00:52:41 [Speaker Changed] End to end one company

00:52:42 [Speaker Changed] From, and

00:52:43 [Speaker Changed] Software from when it leaves this place to, it ends up that place and all the quantitative metrics and tracking and everything that goes with it. Huh. Really, really

00:52:52 [Speaker Changed] Interesting. And so we committed a hundred million to that. Oh,

00:52:54 [Speaker Changed] No kidding? Yeah. Oh, so that’s you, you’re pretty, that sounds like a pretty big bet. Yeah,

00:52:59 [Speaker Changed] We’re all in. But yes, we’re doing more of the a hundred million plus investments, 70 million investments. ’cause we want concentrated bets in the areas that are most exciting to us with the best entrepreneurs.

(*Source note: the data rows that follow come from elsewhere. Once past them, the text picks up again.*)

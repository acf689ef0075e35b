//! Wire-format rendering of a [`Message`]
//!
//! Produces RFC 822 headers and an RFC 2045 body with CRLF line endings.
//! A message with attachments becomes a `multipart/mixed` envelope; without
//! attachments the body is emitted as a single part under its declared
//! content type.

use std::iter;

use chrono::Utc;

use super::Message;
use crate::{base64, message::utf8_b};

/// Length of generated multipart boundary tokens
const BOUNDARY_LENGTH: usize = 40;

/// RFC 2822 date with a numeric zone, e.g. `Mon, 02 Jan 2006 15:04:05 +0000`
const DATE_FORMAT: &str = "%a, %d %b %Y %H:%M:%S %z";

pub(crate) fn render_headers(msg: &Message) -> String {
    let mut out = String::new();

    header(&mut out, "From", &msg.from().to_string());
    let date = msg.date().unwrap_or_else(Utc::now);
    header(&mut out, "Date", &date.format(DATE_FORMAT).to_string());
    if !msg.to().is_empty() {
        header(&mut out, "To", &msg.to().to_string());
    }
    if !msg.cc().is_empty() {
        header(&mut out, "Cc", &msg.cc().to_string());
    }
    if !msg.bcc().is_empty() {
        header(&mut out, "Bcc", &msg.bcc().to_string());
    }
    if let Some(reply_to) = msg.reply_to() {
        header(&mut out, "Reply-To", &reply_to.to_string());
    }
    header(&mut out, "Subject", &utf8_b::encode(msg.subject()));
    header(&mut out, "MIME-Version", "1.0");

    out
}

pub(crate) fn render_body(msg: &Message) -> Vec<u8> {
    if msg.attachments().is_empty() {
        let mut out = String::new();
        header(
            &mut out,
            "Content-Type",
            &format!("{}; charset=utf-8", msg.content_type().essence_str()),
        );
        out.push_str("\r\n");
        out.push_str(msg.body());
        out.push_str("\r\n");
        return out.into_bytes();
    }

    let boundary = choose_boundary(msg);
    render_multipart(msg, &boundary)
}

fn render_multipart(msg: &Message, boundary: &str) -> Vec<u8> {
    let mut out: Vec<u8> = Vec::new();

    push_str(
        &mut out,
        &format!(
            "Content-Type: multipart/mixed; boundary=\"{boundary}\"\r\n\r\n"
        ),
    );

    // Body part
    push_str(&mut out, &format!("--{boundary}\r\n"));
    push_str(
        &mut out,
        &format!(
            "Content-Type: {}; charset=utf-8\r\n\r\n",
            msg.content_type().essence_str()
        ),
    );
    push_str(&mut out, msg.body());
    push_str(&mut out, "\r\n");

    for attachment in msg.attachments() {
        push_str(&mut out, &format!("--{boundary}\r\n"));
        if attachment.is_inline() {
            push_str(&mut out, "Content-Type: message/rfc822\r\n");
            push_str(
                &mut out,
                &format!(
                    "Content-Disposition: inline; filename=\"{}\"\r\n\r\n",
                    attachment.filename()
                ),
            );
            out.extend_from_slice(attachment.content());
            push_str(&mut out, "\r\n");
        } else {
            push_str(
                &mut out,
                &format!("Content-Type: {}\r\n", attachment.content_type()),
            );
            push_str(&mut out, "Content-Transfer-Encoding: base64\r\n");
            push_str(
                &mut out,
                &format!(
                    "Content-Disposition: attachment; filename=\"{}\"\r\n\r\n",
                    utf8_b::encode(attachment.filename())
                ),
            );
            push_str(&mut out, &base64::encode_wrapped(attachment.content()));
            push_str(&mut out, "\r\n");
        }
    }

    push_str(&mut out, &format!("--{boundary}--\r\n"));
    out
}

fn header(out: &mut String, name: &str, value: &str) {
    out.push_str(name);
    out.push_str(": ");
    out.push_str(value);
    out.push_str("\r\n");
}

fn push_str(out: &mut Vec<u8>, s: &str) {
    out.extend_from_slice(s.as_bytes());
}

/// Create a random MIME boundary, regenerated until it collides with
/// nothing inside the message.
fn choose_boundary(msg: &Message) -> String {
    loop {
        let boundary = make_boundary();
        if !boundary_collides(msg, &boundary) {
            return boundary;
        }
    }
}

fn make_boundary() -> String {
    iter::repeat_with(fastrand::alphanumeric)
        .take(BOUNDARY_LENGTH)
        .collect()
}

fn boundary_collides(msg: &Message, boundary: &str) -> bool {
    msg.body().contains(boundary)
        || msg
            .attachments()
            .iter()
            .any(|a| contains_bytes(a.content(), boundary.as_bytes()))
}

fn contains_bytes(haystack: &[u8], needle: &[u8]) -> bool {
    haystack.windows(needle.len()).any(|w| w == needle)
}

#[cfg(test)]
mod test {
    use chrono::TimeZone;
    use pretty_assertions::assert_eq;

    use super::*;
    use crate::message::{Attachment, Message};

    fn base_message() -> Message {
        Message::builder()
            .from("Sender <sender@example.com>".parse().unwrap())
            .to("Test User <test.user@example.com>".parse().unwrap())
            .subject("Hi")
            .body("Hello")
            .unwrap()
    }

    fn rendered_boundary(body: &str) -> String {
        let start = body.find("boundary=\"").expect("no boundary parameter") + 10;
        let end = body[start..].find('"').unwrap() + start;
        body[start..end].to_owned()
    }

    #[test]
    fn headers_in_emission_order() {
        let message = Message::builder()
            .from("Sender <sender@example.com>".parse().unwrap())
            .to("Test User <test.user@example.com>".parse().unwrap())
            .date(Utc.with_ymd_and_hms(2006, 1, 2, 15, 4, 5).unwrap())
            .subject("Hi")
            .body("Hello")
            .unwrap();

        assert_eq!(
            render_headers(&message),
            concat!(
                "From: Sender <sender@example.com>\r\n",
                "Date: Mon, 02 Jan 2006 15:04:05 +0000\r\n",
                "To: Test User <test.user@example.com>\r\n",
                "Subject: =?UTF-8?B?SGk=?=\r\n",
                "MIME-Version: 1.0\r\n",
            )
        );
    }

    #[test]
    fn empty_cc_and_bcc_produce_no_header() {
        let headers = render_headers(&base_message());
        assert!(!headers.contains("Cc:"));
        assert!(!headers.contains("Bcc:"));
        assert!(!headers.contains("Reply-To:"));
    }

    #[test]
    fn single_part_body_has_one_content_type_and_no_boundary() {
        let body = String::from_utf8(render_body(&base_message())).unwrap();
        assert_eq!(body.matches("Content-Type").count(), 1);
        assert!(body.starts_with("Content-Type: text/plain; charset=utf-8\r\n\r\n"));
        assert!(!body.contains("boundary"));
        assert!(!body.contains("--"));
        assert!(body.ends_with("Hello\r\n"));
    }

    #[test]
    fn multipart_boundary_line_counts() {
        let mut message = base_message();
        message.attach_bytes("a.txt", b"first".to_vec(), false).unwrap();
        message.attach_bytes("b.bin", vec![0, 1, 2], false).unwrap();

        let body = String::from_utf8(render_body(&message)).unwrap();
        let boundary = rendered_boundary(&body);

        let opening = format!("--{boundary}");
        let closing = format!("--{boundary}--");
        let plain = body
            .split("\r\n")
            .filter(|line| *line == opening)
            .count();
        let closed = body
            .split("\r\n")
            .filter(|line| *line == closing)
            .count();

        // one opening line for the body part, one delimiter per attachment
        assert_eq!(plain, 3);
        assert_eq!(closed, 1);
    }

    #[test]
    fn attachment_payload_round_trips_through_base64() {
        let payload: Vec<u8> = (0u8..=255).cycle().take(1000).collect();
        let mut message = base_message();
        message
            .attach_bytes("data.bin", payload.clone(), false)
            .unwrap();

        let body = String::from_utf8(render_body(&message)).unwrap();
        let boundary = rendered_boundary(&body);

        // part body sits between the attachment's blank line and the closing
        // boundary
        let part_start = body.find("Content-Transfer-Encoding: base64").unwrap();
        let payload_start = body[part_start..].find("\r\n\r\n").unwrap() + part_start + 4;
        let payload_end = body[payload_start..]
            .find(&format!("--{boundary}--"))
            .unwrap()
            + payload_start;
        let encoded: String = body[payload_start..payload_end]
            .split("\r\n")
            .collect();

        assert_eq!(base64::decode(encoded).unwrap(), payload);
    }

    #[test]
    fn inline_attachment_is_raw_rfc822() {
        let mut message = base_message();
        message
            .attach_bytes("fwd.eml", b"Subject: inner\r\n\r\ninner body".to_vec(), true)
            .unwrap();

        let body = String::from_utf8(render_body(&message)).unwrap();
        assert!(body.contains("Content-Type: message/rfc822\r\n"));
        assert!(body.contains("Content-Disposition: inline; filename=\"fwd.eml\"\r\n"));
        assert!(body.contains("Subject: inner\r\n\r\ninner body"));
        assert!(!body.contains("Content-Transfer-Encoding: base64"));
    }

    #[test]
    fn attachment_filename_is_b_encoded() {
        let mut message = base_message();
        message.attach_bytes("café.txt", vec![1], false).unwrap();

        let body = String::from_utf8(render_body(&message)).unwrap();
        let expected = format!(
            "Content-Disposition: attachment; filename=\"{}\"",
            utf8_b::encode("café.txt")
        );
        assert!(body.contains(&expected));
    }

    #[test]
    fn boundary_collision_is_detected() {
        let mut message = base_message();
        message
            .attach_bytes("x.bin", b"prefix TOKEN1234 suffix".to_vec(), false)
            .unwrap();

        assert!(boundary_collides(&message, "TOKEN1234"));
        assert!(!boundary_collides(&message, "absent"));

        let chosen = choose_boundary(&message);
        assert_eq!(chosen.len(), BOUNDARY_LENGTH);
        assert!(chosen.chars().all(|c| c.is_ascii_alphanumeric()));
        assert!(!boundary_collides(&message, &chosen));
    }

    #[test]
    fn body_collision_is_detected_too() {
        let message = Message::builder()
            .from("sender@example.com".parse().unwrap())
            .to("to@example.com".parse().unwrap())
            .subject("x")
            .body("text mentioning SOMEBOUNDARY here")
            .unwrap();
        assert!(boundary_collides(&message, "SOMEBOUNDARY"));
    }
}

00:53:11 [Speaker Changed] So I only have you for another 10 or 15 minutes And, and before I get to my favorite questions, I ask all of my guests, I gotta throw a curve ball at you. Okay. Which is, you know, normally at this point in a conversation with a, a vc we talk about you’ve had 70 exits and 15 IPOs and, but you are also the first lady of Connecticut. You’re married to Ned Lamont, the governor of Connecticut. Kind of an unusual role for First ladies being a vc. Tell us how you juggle these two roles. It’s, it’s, you are the first VC I’ve spoken to who’s also in a state house.

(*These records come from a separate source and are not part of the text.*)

//! The SMTP transport sends emails using the SMTP protocol.
//!
//! This client follows [RFC 5321](https://tools.ietf.org/html/rfc5321), and
//! is designed to send emails to a relay server, relying on it for sanity
//! and RFC compliance checks.
//!
//! It implements the following extensions:
//!
//! * 8BITMIME ([RFC 6152](https://tools.ietf.org/html/rfc6152))
//! * AUTH ([RFC 4954](http://tools.ietf.org/html/rfc4954)) with PLAIN and
//!   LOGIN mechanisms
//! * STARTTLS ([RFC 2487](http://tools.ietf.org/html/rfc2487))
//!
//! #### Simple example
//!
//! ```rust,no_run
//! use missive::{Message, SmtpTransport, Transport};
//!
//! # use std::error::Error;
//! # fn main() -> Result<(), Box<dyn Error>> {
//! let message = Message::builder()
//!     .from("NoBody <nobody@domain.tld>".parse()?)
//!     .to("Hei <hei@domain.tld>".parse()?)
//!     .subject("Happy new year")
//!     .body("Be happy!")?;
//!
//! // Create a local transport on port 25 and send on the local relay
//! let sender = SmtpTransport::unencrypted_localhost();
//! let report = sender.send(&message)?;
//! assert!(report.is_success());
//! # Ok(())
//! # }
//! ```
//!
//! #### Authenticated encrypted relay
//!
//! ```rust,no_run
//! use missive::{
//!     transport::smtp::authentication::Credentials, Message, SmtpTransport, Transport,
//! };
//!
//! # use std::error::Error;
//! # fn main() -> Result<(), Box<dyn Error>> {
//! # let message = Message::builder()
//! #     .from("nobody@domain.tld".parse()?)
//! #     .to("hei@domain.tld".parse()?)
//! #     .body("Be happy!")?;
//! let sender = SmtpTransport::relay("mail.example.com")?
//!     .credentials(Credentials::new("username".to_owned(), "password".to_owned()))
//!     .build();
//! let report = sender.send(&message)?;
//! # Ok(())
//! # }
//! ```

use std::time::Duration;

pub use self::{client::TlsParameters, error::Error};
use self::{
    authentication::{Credentials, Mechanism, DEFAULT_MECHANISMS},
    client::SmtpConnection,
    extension::ClientId,
    response::Response,
};
use crate::{address::Envelope, transport::Transport};

pub mod authentication;
pub mod client;
pub mod commands;
pub mod error;
pub mod extension;
pub mod response;

// Registered port numbers:
// https://www.iana.org/assignments/service-names-port-numbers/service-names-port-numbers.xhtml

/// Default smtp port
pub const SMTP_PORT: u16 = 25;
/// Default submission port
pub const SUBMISSION_PORT: u16 = 587;
/// Default submission over TLS port
///
/// <https://tools.ietf.org/html/rfc8314>
pub const SUBMISSIONS_PORT: u16 = 465;

/// Default timeout for network operations
pub const DEFAULT_TIMEOUT: Duration = Duration::from_secs(60);

/// How to apply TLS to a client connection
#[derive(Clone, Debug)]
#[allow(missing_copy_implementations)]
pub enum Tls {
    /// Insecure connection only (for testing purposes)
    None,
    /// Start with an insecure connection and use `STARTTLS` when available
    Opportunistic(TlsParameters),
    /// Start with an insecure connection and require `STARTTLS`
    Required(TlsParameters),
    /// Use a TLS wrapped connection from the first byte
    Wrapper(TlsParameters),
}

/// Sends emails using the SMTP protocol
#[derive(Clone)]
pub struct SmtpTransport {
    inner: SmtpClient,
}

impl Transport for SmtpTransport {
    type Ok = Response;
    type Error = Error;

    /// Sends an email in a single transaction, releasing the connection on
    /// every exit path
    fn send_raw(&self, envelope: &Envelope, email: &[u8]) -> Result<Self::Ok, Self::Error> {
        let mut conn = self.inner.connection()?;

        match conn.send(envelope, email) {
            Ok(response) => {
                conn.quit()?;
                Ok(response)
            }
            Err(err) => {
                conn.abort();
                Err(err)
            }
        }
    }
}

impl SmtpTransport {
    /// Creates a new SMTP client builder
    ///
    /// Defaults are:
    ///
    /// * No encryption
    /// * No authentication
    /// * A 60 second timeout for smtp commands
    /// * Port 587
    pub fn builder<T: Into<String>>(server: T) -> SmtpTransportBuilder {
        let info = SmtpInfo {
            server: server.into(),
            ..Default::default()
        };
        SmtpTransportBuilder { info }
    }

    /// Simple and secure transport, should be used when possible.
    ///
    /// Creates an encrypted transport over the submissions port, using the
    /// provided domain to validate TLS certificates.
    pub fn relay(relay: &str) -> Result<SmtpTransportBuilder, Error> {
        let tls_parameters = TlsParameters::new(relay.to_owned())?;

        Ok(Self::builder(relay)
            .port(SUBMISSIONS_PORT)
            .tls(Tls::Wrapper(tls_parameters)))
    }

    /// Creates a transport upgrading the connection with `STARTTLS` on the
    /// submission port, using the provided domain to validate TLS
    /// certificates.
    pub fn starttls_relay(relay: &str) -> Result<SmtpTransportBuilder, Error> {
        let tls_parameters = TlsParameters::new(relay.to_owned())?;

        Ok(Self::builder(relay)
            .port(SUBMISSION_PORT)
            .tls(Tls::Required(tls_parameters)))
    }

    /// Creates a new local SMTP client to port 25
    ///
    /// Shortcut for a local unencrypted relay (typical local email daemon
    /// that will handle relaying).
    pub fn unencrypted_localhost() -> SmtpTransport {
        Self::builder("localhost").port(SMTP_PORT).build()
    }
}

/// Client configuration
#[derive(Clone, Debug)]
struct SmtpInfo {
    /// Name sent during EHLO
    hello_name: ClientId,
    /// Server we are connecting to
    server: String,
    /// Port to connect to
    port: u16,
    /// TLS security configuration
    tls: Tls,
    /// Accepted authentication mechanisms
    authentication: Vec<Mechanism>,
    /// Credentials; their presence makes the AUTH step mandatory
    credentials: Option<Credentials>,
    /// Network timeout for connect, read and write
    timeout: Option<Duration>,
}

impl SmtpInfo {
    /// The `host:port` endpoint string
    fn server_name(&self) -> String {
        format!("{}:{}", self.server, self.port)
    }
}

impl Default for SmtpInfo {
    fn default() -> Self {
        Self {
            server: "localhost".to_owned(),
            port: SUBMISSION_PORT,
            hello_name: ClientId::default(),
            credentials: None,
            authentication: DEFAULT_MECHANISMS.into(),
            timeout: Some(DEFAULT_TIMEOUT),
            tls: Tls::None,
        }
    }
}

/// Builder for the SMTP `SmtpTransport`
#[derive(Clone, Debug)]
pub struct SmtpTransportBuilder {
    info: SmtpInfo,
}

impl SmtpTransportBuilder {
    /// Set the name used during EHLO
    pub fn hello_name(mut self, name: ClientId) -> Self {
        self.info.hello_name = name;
        self
    }

    /// Set the credentials to use for the AUTH step
    pub fn credentials<C: Into<Credentials>>(mut self, credentials: C) -> Self {
        self.info.credentials = Some(credentials.into());
        self
    }

    /// Set the authentication mechanisms to try
    pub fn authentication(mut self, mechanisms: Vec<Mechanism>) -> Self {
        self.info.authentication = mechanisms;
        self
    }

    /// Set the timeout duration, or `None` to block indefinitely
    pub fn timeout(mut self, timeout: Option<Duration>) -> Self {
        self.info.timeout = timeout;
        self
    }

    /// Set the port to use
    pub fn port(mut self, port: u16) -> Self {
        self.info.port = port;
        self
    }

    /// Set the TLS settings to use
    pub fn tls(mut self, tls: Tls) -> Self {
        self.info.tls = tls;
        self
    }

    /// Build the transport
    pub fn build(self) -> SmtpTransport {
        SmtpTransport {
            inner: SmtpClient { info: self.info },
        }
    }
}

/// Build client
#[derive(Clone)]
struct SmtpClient {
    info: SmtpInfo,
}

impl SmtpClient {
    /// Creates a new connection directly usable to send emails
    ///
    /// Handles encryption and authentication
    fn connection(&self) -> Result<SmtpConnection, Error> {
        let mut conn = SmtpConnection::connect(
            self.info.server_name().as_str(),
            self.info.timeout,
            &self.info.hello_name,
            match &self.info.tls {
                Tls::Wrapper(tls_parameters) => Some(tls_parameters),
                _ => None,
            },
        )?;

        match &self.info.tls {
            Tls::Opportunistic(tls_parameters) => {
                if conn.can_starttls() {
                    conn.starttls(tls_parameters, &self.info.hello_name)?;
                }
            }
            Tls::Required(tls_parameters) => {
                conn.starttls(tls_parameters, &self.info.hello_name)?;
            }
            _ => (),
        }

        if let Some(credentials) = &self.info.credentials {
            conn.auth(&self.info.authentication, credentials)?;
        }

        Ok(conn)
    }
}

#[cfg(test)]
mod test {
    use super::*;

    #[test]
    fn server_name_is_host_colon_port() {
        let builder = SmtpTransport::builder("mail.example.com").port(SMTP_PORT);
        assert_eq!(builder.info.server_name(), "mail.example.com:25");
    }

    #[test]
    fn builder_defaults() {
        let builder = SmtpTransport::builder("mail.example.com");
        assert_eq!(builder.info.port, SUBMISSION_PORT);
        assert_eq!(builder.info.timeout, Some(DEFAULT_TIMEOUT));
        assert!(builder.info.credentials.is_none());
        assert!(matches!(builder.info.tls, Tls::None));
    }
}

00:53:54 [Speaker Changed] Right. It is unusual. The great news is that there is no expectation for the first lady of Connecticut either. There is no established role. And so I’m really just a partner to my husband as I would be in terms of just their support and guidance. But I do campaign with him. I go on weekend, you know, on weekends we, we do things together. But he’s very much running the state of Connecticut. Well, I am doing my thing, you know, during the week and then we come together in Connecticut and Greenwich during the weekend. But it’s been, I mean, it’s fascinating. He loves the job. It’s, I, you know, I’m biased, but I think he’s done a great job for Connecticut as a businessman himself, but somebody who has a, you know, his social conscience. So it’s been fun to watch ’cause he does love the job and

00:54:48 [Speaker Changed] Huh, really, really interesting. All right, let’s jump to our favorite questions that we ask all our guests. Starting with, since, since you mentioned you like to spend the weekends with your, your husband, the governor. What do you guys do on the weekends? What, what are you watching listening? What’s keeping you entertained? Right.

00:55:06 [Speaker Changed] What’s keeping Yukon basketball? I can’t wait to have it back. So women and men are gonna be amazing this year. So, and they, I have been obviously the, the men have won two years in a row.

00:55:17 [Speaker Changed] Huskies have a great team. They’ve been, they’ve been winning for a long time. Amazing. And the women’s team has done really well also the

00:55:24 [Speaker Changed] Past few years. Gino is incredible. I mean, the fact that they had five injured players and, and got into the, basically the final four was incredible. So between Gino Orama and Dan Hurley, two of the best coaches in the country. So that’s been super fun. We go to games and we, and we watch on weekends, but we’re, we’re, I don’t know, I don’t know if I’m an athlete, but I love sports and we love sports. We play golf and tennis and hike and it’s being out ski and being outside as much as possible. And he watches and you know, he’s been a long suffering Jets fan. We’re hoping the Jets are back. And I happen to be a Packers fan being from Wisconsin. So we

00:56:02 [Speaker Changed] Really Interesting. Tell us about your early mentors who helped shape your career. Yeah,

00:56:08 [Speaker Changed] There was an individual, Jerry Gallagher, I’m from Wisconsin. He was from Minnesota and he ran for a prior firm. He ran the retail investing and was a brilliant investor. I mean, he was somebody at Donaldson de l and Jen Ret in the early days. He was the retail analyst and he actually invented the same store sales metric.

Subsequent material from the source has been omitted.